Mount Sinai awarded $2M to build supercomputer for medical research

The Department of Health and Human Services has awarded Mount Sinai Health System a $2 million grant to build a new “big omics” supercomputer to better understand complex diseases.


The Department of Health and Human Services has awarded Mount Sinai Health System a $2 million grant to build a new “big omics” supercomputer to better understand complex diseases.

The system—a Lenovo ThinkSystem SR360 called Big Omics Data Engine 2—will replace a previous Mount Sinai supercomputer by the end of the year, providing the computing power necessary to offer insights into a wide range of diseases including Alzheimer’s disease, autism, influenza, prostate cancer, schizophrenia and substance use disorders.

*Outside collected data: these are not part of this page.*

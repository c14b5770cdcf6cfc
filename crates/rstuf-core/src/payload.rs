//! Request payload schemas
//!
//! Each mutating endpoint accepts one of these types. Serde enforces the
//! shape; [`Validate`] enforces the remaining field constraints. Checks that
//! depend on live repository settings (the online-role set) are separate
//! methods taking those settings as arguments.

use serde::{Deserialize, Serialize};
use serde_json::{Map, Value};
use std::collections::{BTreeMap, BTreeSet};

use crate::metadata::{Key, Signature, TufMetadata};
use crate::roles::{online_roles, Role};
use crate::task::TaskId;
use crate::validation::{Validate, ValidationErrors, Validator};

/// Custom-field key stamped on artifacts when requested
pub const ADDED_BY_TASK_ID: &str = "added_by_task_id";

const MIN_DELEGATED_BINS: u32 = 2;
const MAX_DELEGATED_BINS: u32 = 16384;

/// Longest a bootstrap may be supervised before it is rolled back (one day)
pub const MAX_BOOTSTRAP_TIMEOUT: u64 = 24 * 60 * 60;

fn default_true() -> bool {
    true
}

fn default_bootstrap_timeout() -> u64 {
    300
}

fn default_delegated_bins() -> u32 {
    256
}

fn default_threshold() -> u32 {
    1
}

fn check_expiration_days(v: &mut Validator, expiration: &BTreeMap<Role, u32>) {
    for (role, days) in expiration {
        v.field(role.as_str(), |v| {
            v.check(*days >= 1, "greater_than_equal", "Input should be greater than or equal to 1")
        });
    }
}

/// Metadata maps may only carry the `root` document
fn check_root_only(v: &mut Validator, metadata: &BTreeMap<String, TufMetadata>) {
    v.field("metadata", |v| {
        v.check(metadata.contains_key("root"), "missing", "Field required: root");
        for (name, md) in metadata {
            v.field(name.clone(), |v| {
                if name == "root" {
                    md.validate(v);
                } else {
                    v.error("literal_error", "Input should be 'root'");
                }
            });
        }
    });
}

“Supercomputers have become essential in biomedical scientific discovery, and Mount Sinai has been a leader on this front, making investments in computational and data science that are advancing our understanding of and ability to treat complex diseases,” says Dennis Charney, MD, dean of the Icahn School of Medicine and president for academic affairs at Mount Sinai Health System.

“With BODE 2, we are renewing our commitment to push the boundaries of scientific research, tackle questions that we did not previously have the computational power to take on and achieve breakthroughs that transform clinical care worldwide,” adds Charney.

The new supercomputer’s computing power will be driven by 3,840 Intel Cascade Lake cores, producing about 28 million core compute hours annually at a frequency of 2.6 GHz—with a peak speed of 220 teraflops per second, or double that of BODE.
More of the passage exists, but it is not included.